Sanctification

 

Lorsqu'on "entend" enfin qu'il est une dimension intérieure supérieure et indépendante, on peut alors concevoir l'anthropologie chrétienne, et l'orientation de cette anthropologie, qui est :

chair <- esprit <- sur-nature

 

Cette orientation (avec les flêches) est très importante.
Reprenons-en tous les termes.

 

Si l'esprit se nourrit de chair (chair -> esprit), alors l'esprit suit les impulsions de la chair et en devient l'objet. L'esprit est alors dénaturé par la chair. On tombe dans l'érotomanie qui est un puits sans fond.

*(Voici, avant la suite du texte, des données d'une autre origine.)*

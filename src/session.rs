//! Board session lifecycle.
//!
//! ```text
//!            open(id)              LinkUp
//!  CLOSED ───────────▶ OPENING ───────────▶ OPEN
//!    ▲                   │                   │
//!    │   LinkFailed /    │                   │ close() or
//!    │   open timeout    │                   │ too many missed probes
//!    └───────────────────┴───────────────────┘
//! ```
//!
//! The first of {link up, link failed, open timeout} decides an open
//! attempt; the others are ignored once the session has left OPENING.
//! While open, a version query is sent every liveness interval.  A probe
//! still unanswered when the next one is due counts as a miss, and
//! `max_missed_probes` consecutive misses drop the session.

use log::{debug, info, warn};

use crate::app::events::SessionEvent;
use crate::app::ports::BoardPort;
use crate::config::ControllerConfig;
use crate::error::SessionError;
use crate::scheduler::{Scheduler, TimerId, TimerKind};

// ---------------------------------------------------------------------------
// State
// ---------------------------------------------------------------------------

#[derive(Debug, Clone, Copy, PartialEq, Eq)]
pub enum SessionState {
    Closed,
    Opening,
    Open,
}

pub struct Session {
    state: SessionState,
    transport: Option<String>,
    open_timer: Option<TimerId>,
    probe_timer: Option<TimerId>,
    /// A probe was sent and has not been answered yet.
    awaiting_reply: bool,
    missed_probes: u8,
}

impl Session {
    pub fn new() -> Self {
        Self {
            state: SessionState::Closed,
            transport: None,
            open_timer: None,
            probe_timer: None,
            awaiting_reply: false,
            missed_probes: 0,
        }
    }

    pub fn state(&self) -> SessionState {
        self.state
    }

    pub fn transport(&self) -> Option<&str> {
        self.transport.as_deref()
    }

    pub fn is_open(&self) -> bool {
        self.state == SessionState::Open
    }

    pub fn missed_probes(&self) -> u8 {
        self.missed_probes
    }

    // ---------------------------------------------------------------------------
    // Opening
    // ---------------------------------------------------------------------------

    /// Start an open attempt.  Fails without touching any state if a
    /// session is already opening/open or `transport` is empty.
    pub fn open(
        &mut self,
        transport: &str,
        now_ms: u64,
        config: &ControllerConfig,
        scheduler: &mut Scheduler,
        board: &mut impl BoardPort,
    ) -> Result<(), SessionError> {
        if self.state != SessionState::Closed {
            return Err(SessionError::AlreadyOpen);
        }
        if transport.is_empty() {
            return Err(SessionError::MissingTransport);
        }

        info!("Session: opening {}", transport);
        self.state = SessionState::Opening;
        self.transport = Some(transport.to_owned());
        self.open_timer = scheduler.arm(now_ms + config.open_timeout_ms, TimerKind::OpenTimeout);
        board.open_link(transport);
        Ok(())
    }

    /// The board reported the link up.  Returns `Opened` the first time.
    pub fn on_link_up(
        &mut self,
        now_ms: u64,
        config: &ControllerConfig,
        scheduler: &mut Scheduler,
    ) -> Option<SessionEvent> {
        if self.state != SessionState::Opening {
            debug!("Session: ignoring link-up in {:?}", self.state);
            return None;
        }
        if let Some(id) = self.open_timer.take() {
            scheduler.cancel(id);
        }
        self.state = SessionState::Open;
        self.awaiting_reply = false;
        self.missed_probes = 0;
        self.probe_timer = scheduler.arm(now_ms + config.liveness_interval_ms, TimerKind::LivenessProbe);

        let transport = self.transport.clone().unwrap_or_default();
        info!("Session: open on {}", transport);
        Some(SessionEvent::Opened { transport })
    }

    /// The board reported the link failed.
    pub fn on_link_failed(&mut self, reason: &str, scheduler: &mut Scheduler) -> Option<SessionEvent> {
        if self.state != SessionState::Opening {
            debug!("Session: ignoring link failure in {:?}: {}", self.state, reason);
            return None;
        }
        warn!("Session: connection failed: {}", reason);
        self.teardown(scheduler);
        Some(SessionEvent::OpenFailed(SessionError::ConnectFailed(reason.to_owned())))
    }

    /// The open timeout fired.
    pub fn on_open_timeout(&mut self, scheduler: &mut Scheduler, board: &mut impl BoardPort) -> Option<SessionEvent> {
        self.open_timer = None;
        if self.state != SessionState::Opening {
            return None;
        }
        warn!("Session: open timed out");
        board.close_link();
        self.teardown(scheduler);
        Some(SessionEvent::OpenFailed(SessionError::Timeout))
    }

    // ---------------------------------------------------------------------------
    // Liveness
    // ---------------------------------------------------------------------------

    /// The probe timer fired.  Sends the next probe, or drops the session
    /// once the miss budget is spent.  The next probe is armed relative to
    /// `now_ms`, so a late poll never fires a burst of overdue probes.
    pub fn on_probe_due(
        &mut self,
        now_ms: u64,
        config: &ControllerConfig,
        scheduler: &mut Scheduler,
        board: &mut impl BoardPort,
    ) -> Option<SessionEvent> {
        self.probe_timer = None;
        if self.state != SessionState::Open {
            return None;
        }

        if self.awaiting_reply {
            self.missed_probes = self.missed_probes.saturating_add(1);
            warn!(
                "Session: liveness probe unanswered ({}/{})",
                self.missed_probes, config.max_missed_probes
            );
            if self.missed_probes >= config.max_missed_probes {
                warn!("Session: board lost, closing");
                board.close_link();
                self.teardown(scheduler);
                return Some(SessionEvent::LivenessLost);
            }
        }

        board.query_version();
        self.awaiting_reply = true;
        self.probe_timer = scheduler.arm(now_ms + config.liveness_interval_ms, TimerKind::LivenessProbe);
        None
    }

    /// The board answered a probe.
    pub fn on_probe_reply(&mut self) {
        if self.state == SessionState::Open {
            self.awaiting_reply = false;
            self.missed_probes = 0;
        }
    }

    // ---------------------------------------------------------------------------
    // Closing
    // ---------------------------------------------------------------------------

    /// Close the session.  Always succeeds; returns `false` when there was
    /// nothing to close.
    pub fn close(&mut self, scheduler: &mut Scheduler, board: &mut impl BoardPort) -> bool {
        if self.state == SessionState::Closed {
            return false;
        }
        info!("Session: closing {}", self.transport.as_deref().unwrap_or(""));
        board.close_link();
        self.teardown(scheduler);
        true
    }

    fn teardown(&mut self, scheduler: &mut Scheduler) {
        if let Some(id) = self.open_timer.take() {
            scheduler.cancel(id);
        }
        if let Some(id) = self.probe_timer.take() {
            scheduler.cancel(id);
        }
        self.state = SessionState::Closed;
        self.transport = None;
        self.awaiting_reply = false;
        self.missed_probes = 0;
    }
}

impl Default for Session {
    fn default() -> Self {
        Self::new()
    }
}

Au contraire, si la chair se nourrit d'esprit (chair <- esprit), c'est le sens de la nature originelle. Il n'y a pas dévoiement, car le sens de la restauration est suivi et la chair réhabilitée.
On notera donc que la chair a sa place dans le schéma de la sanctification, et que sans cette place, la sanctification n'est pas complète.

 

De la même façon, si l'esprit veut façonner un ciel à son image, imaginer à sa façon l'ordre du monde divin (esprit -> sur-nature), alors il y a dévoiement et coupure d'avec la sur-nature. C'est ce qui arrive à toutes les religions qui font primer le système sur la pratique.
C'est le piège de la scholastique.

Au contraire, lorsque l'esprit se nourrit du Sans-forme (esprit <- sur-nature), il reçoit de lui et est réhabilité dans sa nature et fonction originelle. L'ordre de la création est alors respecté, et l'esprit est fécondé et peut restaurer la chair..

 

Le sens unique et saint de la restauration est donc :

chair <- esprit <- sur-nature

 

Observez comme le rituel de la messe et de l'eucharistie se conforme exactement à cette sainte orientation : la chair se nourrit d'esprit avec le chant et les mouvements du corps, et l'esprit se nourrit de sur-nature en recueillant le mystère des paroles saintes et en les laissant germer.
C'est pourquoi pendant la messe et l'eucharistie, parce que le sens de la sanctification est respecté, la grâce peut pleuvoir vers les âmes.

 

Le sens du péché en conscience contiendra toujours au moins un des vecteurs suivants :

chair -> esprit
ou
esprit -> sur-nature

 

Le fait que les pères de l'église ne s'accordent ensuite pas vraiment sur les détails secondaires des termes de l'anthropologie chrétienne est le signe que seule la polarité énoncée ci-dessus importe vraiment, et moins les détails.

Il nous suffira pour les comprendre, et comprendre les pères hésychastes, de savoir qu'on appelle "intellect" ("noûs") l'organe en nous capable de recevoir la sanctification de la sur-nature vers l'esprit (esprit <- sur-nature), et que ce terme désigne simplement ce véhicule.

On pourra lire avec intérêt, à propos de cette anthropologie chrétienne, l'ouvrage du lumineux Eugraph Kovalevsky, "La quête de l'esprit", Albin Michel, Spiritualités vivantes 1993

 

La pratique n'est pas du tout de rechercher en vain cet organe, mais de rechercher la conformité à la place du Christ en soi qui se fera naturellemnet au travers de cet organe.
L'erreur consistant à rechercher ce "noûs" comme étant Dieu en soi reviendrait à l'erreur new age d'une lutte de l'ego contre l'ego, avec la vanité supplémentaire de rechercher quelque chose qui n'a sa place nulle part.
Le "noûs" est seulement l'organe de la bénédiction de l'esprit. Prétendre en dire plus à ce sujet serait s'aventurer là où "le mystère", à savoir ce qui n'est pas donné à l'homme de pouvoir comprendre, impose le silence respectueux.